▶ Brief:
Search the material below for lines containing the string "StatusCode", and copy every one you find.
Top of Dataset records
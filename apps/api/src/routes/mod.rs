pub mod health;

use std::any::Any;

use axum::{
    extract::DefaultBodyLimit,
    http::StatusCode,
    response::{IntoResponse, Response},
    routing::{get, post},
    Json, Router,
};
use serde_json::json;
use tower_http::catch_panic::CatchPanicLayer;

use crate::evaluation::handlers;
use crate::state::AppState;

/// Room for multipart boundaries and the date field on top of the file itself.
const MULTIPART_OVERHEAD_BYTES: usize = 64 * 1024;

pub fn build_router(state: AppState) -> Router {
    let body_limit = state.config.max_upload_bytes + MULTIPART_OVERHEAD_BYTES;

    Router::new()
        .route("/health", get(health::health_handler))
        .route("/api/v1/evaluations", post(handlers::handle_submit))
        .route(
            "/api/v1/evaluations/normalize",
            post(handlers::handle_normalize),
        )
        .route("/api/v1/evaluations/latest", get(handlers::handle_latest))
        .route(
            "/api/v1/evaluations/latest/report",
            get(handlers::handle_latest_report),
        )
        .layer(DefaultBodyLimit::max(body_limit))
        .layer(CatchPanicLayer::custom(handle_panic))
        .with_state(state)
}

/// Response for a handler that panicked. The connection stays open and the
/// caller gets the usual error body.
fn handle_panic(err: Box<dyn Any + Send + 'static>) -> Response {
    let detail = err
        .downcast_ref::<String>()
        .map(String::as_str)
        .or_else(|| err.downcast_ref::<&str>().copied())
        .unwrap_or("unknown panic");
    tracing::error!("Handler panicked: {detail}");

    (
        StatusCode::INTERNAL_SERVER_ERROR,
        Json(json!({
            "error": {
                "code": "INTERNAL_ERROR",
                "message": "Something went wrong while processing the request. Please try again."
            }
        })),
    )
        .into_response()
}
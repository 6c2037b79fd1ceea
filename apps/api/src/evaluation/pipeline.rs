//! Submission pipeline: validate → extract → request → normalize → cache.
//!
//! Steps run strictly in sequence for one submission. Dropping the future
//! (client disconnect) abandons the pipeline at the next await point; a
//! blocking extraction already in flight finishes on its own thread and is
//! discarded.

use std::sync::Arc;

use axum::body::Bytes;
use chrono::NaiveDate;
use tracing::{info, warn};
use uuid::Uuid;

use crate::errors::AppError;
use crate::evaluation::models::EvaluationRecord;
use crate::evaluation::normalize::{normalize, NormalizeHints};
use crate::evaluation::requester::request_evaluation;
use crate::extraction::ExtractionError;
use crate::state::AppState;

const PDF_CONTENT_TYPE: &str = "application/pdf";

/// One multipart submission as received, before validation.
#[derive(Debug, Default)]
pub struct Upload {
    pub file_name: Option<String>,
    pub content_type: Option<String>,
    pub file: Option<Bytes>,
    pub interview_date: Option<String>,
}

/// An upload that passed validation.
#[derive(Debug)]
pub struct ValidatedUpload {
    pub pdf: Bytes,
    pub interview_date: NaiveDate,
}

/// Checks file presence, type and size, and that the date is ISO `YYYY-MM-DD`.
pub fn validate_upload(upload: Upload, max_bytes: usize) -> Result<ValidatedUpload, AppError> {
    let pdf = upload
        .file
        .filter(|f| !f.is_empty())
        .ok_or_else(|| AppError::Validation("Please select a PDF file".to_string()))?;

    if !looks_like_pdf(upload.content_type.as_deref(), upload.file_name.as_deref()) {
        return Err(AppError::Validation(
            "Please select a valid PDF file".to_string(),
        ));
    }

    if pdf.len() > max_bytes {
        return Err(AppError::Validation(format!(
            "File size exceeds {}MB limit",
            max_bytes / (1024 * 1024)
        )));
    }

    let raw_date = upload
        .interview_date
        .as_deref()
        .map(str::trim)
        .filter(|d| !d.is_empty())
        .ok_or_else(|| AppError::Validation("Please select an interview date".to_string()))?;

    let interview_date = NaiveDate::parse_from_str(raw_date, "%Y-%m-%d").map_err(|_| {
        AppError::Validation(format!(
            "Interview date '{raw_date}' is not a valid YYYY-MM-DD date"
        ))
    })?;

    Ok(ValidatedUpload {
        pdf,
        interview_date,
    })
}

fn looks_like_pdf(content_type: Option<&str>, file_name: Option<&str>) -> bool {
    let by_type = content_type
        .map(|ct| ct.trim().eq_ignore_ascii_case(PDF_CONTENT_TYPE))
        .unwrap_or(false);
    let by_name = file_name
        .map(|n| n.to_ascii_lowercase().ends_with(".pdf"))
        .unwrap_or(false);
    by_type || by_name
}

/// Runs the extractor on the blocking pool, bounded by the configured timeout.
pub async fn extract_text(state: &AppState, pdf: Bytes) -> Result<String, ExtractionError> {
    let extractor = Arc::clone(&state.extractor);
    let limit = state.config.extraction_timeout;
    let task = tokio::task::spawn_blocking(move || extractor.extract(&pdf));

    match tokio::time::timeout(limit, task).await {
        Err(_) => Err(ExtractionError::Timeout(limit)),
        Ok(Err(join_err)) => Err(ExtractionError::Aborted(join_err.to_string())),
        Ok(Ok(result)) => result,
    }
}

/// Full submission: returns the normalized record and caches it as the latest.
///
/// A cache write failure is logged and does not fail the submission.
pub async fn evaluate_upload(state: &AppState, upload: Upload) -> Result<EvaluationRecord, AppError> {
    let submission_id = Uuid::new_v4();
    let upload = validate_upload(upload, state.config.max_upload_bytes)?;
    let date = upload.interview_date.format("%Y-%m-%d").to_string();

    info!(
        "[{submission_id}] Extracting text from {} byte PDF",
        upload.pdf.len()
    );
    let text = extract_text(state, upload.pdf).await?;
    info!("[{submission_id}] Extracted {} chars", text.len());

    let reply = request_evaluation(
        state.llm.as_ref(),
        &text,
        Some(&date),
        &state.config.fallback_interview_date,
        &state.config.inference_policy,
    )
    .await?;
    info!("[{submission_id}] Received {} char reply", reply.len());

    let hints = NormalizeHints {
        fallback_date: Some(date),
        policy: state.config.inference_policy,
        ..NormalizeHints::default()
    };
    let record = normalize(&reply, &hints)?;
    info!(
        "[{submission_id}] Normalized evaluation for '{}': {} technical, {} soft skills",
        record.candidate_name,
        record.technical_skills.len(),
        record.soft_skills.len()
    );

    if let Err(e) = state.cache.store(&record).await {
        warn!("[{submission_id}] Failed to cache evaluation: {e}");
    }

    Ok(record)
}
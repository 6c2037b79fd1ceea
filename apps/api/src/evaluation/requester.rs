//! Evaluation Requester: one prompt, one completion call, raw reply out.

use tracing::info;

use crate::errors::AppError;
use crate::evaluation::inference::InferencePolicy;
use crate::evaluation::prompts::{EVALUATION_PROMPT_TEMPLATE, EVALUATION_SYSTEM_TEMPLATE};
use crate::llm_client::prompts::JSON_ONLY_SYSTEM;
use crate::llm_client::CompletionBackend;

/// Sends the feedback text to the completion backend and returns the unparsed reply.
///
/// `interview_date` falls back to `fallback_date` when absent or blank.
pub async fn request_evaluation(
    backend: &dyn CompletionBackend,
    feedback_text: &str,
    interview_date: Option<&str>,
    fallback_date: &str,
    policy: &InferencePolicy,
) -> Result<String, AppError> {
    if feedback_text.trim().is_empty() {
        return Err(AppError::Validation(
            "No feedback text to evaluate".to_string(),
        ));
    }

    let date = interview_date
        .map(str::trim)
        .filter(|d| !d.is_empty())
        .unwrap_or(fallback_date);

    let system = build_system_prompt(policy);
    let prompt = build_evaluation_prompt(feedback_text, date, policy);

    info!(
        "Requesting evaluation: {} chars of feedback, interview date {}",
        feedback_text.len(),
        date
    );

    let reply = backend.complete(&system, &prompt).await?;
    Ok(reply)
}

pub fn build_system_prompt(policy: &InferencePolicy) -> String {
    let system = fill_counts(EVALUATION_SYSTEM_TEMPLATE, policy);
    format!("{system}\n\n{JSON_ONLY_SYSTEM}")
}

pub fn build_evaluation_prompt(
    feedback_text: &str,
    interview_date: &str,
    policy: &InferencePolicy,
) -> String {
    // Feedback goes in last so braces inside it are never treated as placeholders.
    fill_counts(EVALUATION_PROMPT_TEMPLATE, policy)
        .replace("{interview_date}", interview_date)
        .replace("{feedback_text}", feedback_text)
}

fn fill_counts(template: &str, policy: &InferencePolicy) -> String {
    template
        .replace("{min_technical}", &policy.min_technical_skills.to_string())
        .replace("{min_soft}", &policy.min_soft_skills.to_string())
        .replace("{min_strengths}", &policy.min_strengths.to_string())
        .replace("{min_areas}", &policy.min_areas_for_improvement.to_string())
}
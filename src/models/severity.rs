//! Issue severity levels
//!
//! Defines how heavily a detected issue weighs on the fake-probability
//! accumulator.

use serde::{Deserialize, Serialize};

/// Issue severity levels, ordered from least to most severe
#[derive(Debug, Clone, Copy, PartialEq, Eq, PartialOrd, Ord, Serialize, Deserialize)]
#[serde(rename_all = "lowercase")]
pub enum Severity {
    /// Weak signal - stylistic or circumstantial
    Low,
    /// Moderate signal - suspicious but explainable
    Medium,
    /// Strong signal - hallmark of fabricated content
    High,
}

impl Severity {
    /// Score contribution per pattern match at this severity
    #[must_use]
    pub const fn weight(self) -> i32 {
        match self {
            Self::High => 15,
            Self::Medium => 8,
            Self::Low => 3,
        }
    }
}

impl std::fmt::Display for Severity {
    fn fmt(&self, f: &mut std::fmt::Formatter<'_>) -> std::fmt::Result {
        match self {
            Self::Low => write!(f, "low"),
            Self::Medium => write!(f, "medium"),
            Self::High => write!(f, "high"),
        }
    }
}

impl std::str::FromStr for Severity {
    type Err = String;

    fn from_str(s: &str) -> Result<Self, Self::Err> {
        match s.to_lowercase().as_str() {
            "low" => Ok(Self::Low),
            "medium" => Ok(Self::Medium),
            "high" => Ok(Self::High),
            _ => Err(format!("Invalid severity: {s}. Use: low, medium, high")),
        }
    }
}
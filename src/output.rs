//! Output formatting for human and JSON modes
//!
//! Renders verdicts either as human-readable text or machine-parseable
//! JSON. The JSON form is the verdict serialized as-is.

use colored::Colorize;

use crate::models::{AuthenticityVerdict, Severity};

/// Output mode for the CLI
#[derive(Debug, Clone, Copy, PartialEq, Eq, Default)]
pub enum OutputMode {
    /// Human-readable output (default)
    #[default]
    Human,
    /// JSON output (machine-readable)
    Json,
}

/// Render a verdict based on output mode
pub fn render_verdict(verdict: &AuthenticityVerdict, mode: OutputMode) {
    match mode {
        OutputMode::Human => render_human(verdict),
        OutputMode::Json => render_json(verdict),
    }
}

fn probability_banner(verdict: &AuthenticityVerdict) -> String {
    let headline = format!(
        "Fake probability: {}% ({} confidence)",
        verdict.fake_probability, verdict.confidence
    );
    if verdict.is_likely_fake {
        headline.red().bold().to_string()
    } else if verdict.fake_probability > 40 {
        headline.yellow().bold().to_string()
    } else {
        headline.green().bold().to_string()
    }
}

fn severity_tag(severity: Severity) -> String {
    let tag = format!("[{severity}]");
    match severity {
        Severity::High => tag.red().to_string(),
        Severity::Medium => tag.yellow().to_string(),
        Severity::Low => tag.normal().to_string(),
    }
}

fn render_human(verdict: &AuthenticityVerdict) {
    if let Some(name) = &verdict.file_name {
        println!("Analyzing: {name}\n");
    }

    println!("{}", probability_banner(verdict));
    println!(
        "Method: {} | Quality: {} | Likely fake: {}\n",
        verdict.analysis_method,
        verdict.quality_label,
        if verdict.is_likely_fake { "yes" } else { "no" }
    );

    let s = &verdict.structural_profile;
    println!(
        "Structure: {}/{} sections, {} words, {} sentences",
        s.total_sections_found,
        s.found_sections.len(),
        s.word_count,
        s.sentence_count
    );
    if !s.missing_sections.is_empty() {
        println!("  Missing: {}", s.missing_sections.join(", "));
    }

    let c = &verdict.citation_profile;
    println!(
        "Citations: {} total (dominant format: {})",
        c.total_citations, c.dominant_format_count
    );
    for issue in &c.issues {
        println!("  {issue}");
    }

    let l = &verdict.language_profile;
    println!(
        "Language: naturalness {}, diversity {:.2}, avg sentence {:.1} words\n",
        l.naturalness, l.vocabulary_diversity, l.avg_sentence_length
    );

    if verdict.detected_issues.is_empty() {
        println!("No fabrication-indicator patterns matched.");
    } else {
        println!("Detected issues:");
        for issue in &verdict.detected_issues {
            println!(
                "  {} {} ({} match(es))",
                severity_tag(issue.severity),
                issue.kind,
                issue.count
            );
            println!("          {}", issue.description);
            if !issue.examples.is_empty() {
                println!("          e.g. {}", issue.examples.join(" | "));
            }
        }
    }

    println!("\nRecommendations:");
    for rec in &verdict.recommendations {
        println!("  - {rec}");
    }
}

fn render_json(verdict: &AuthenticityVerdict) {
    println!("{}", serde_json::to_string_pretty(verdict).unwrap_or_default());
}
Bottom of Dataset records
▶ Solution for this task:
    http::StatusCode,
        StatusCode::INTERNAL_SERVER_ERROR,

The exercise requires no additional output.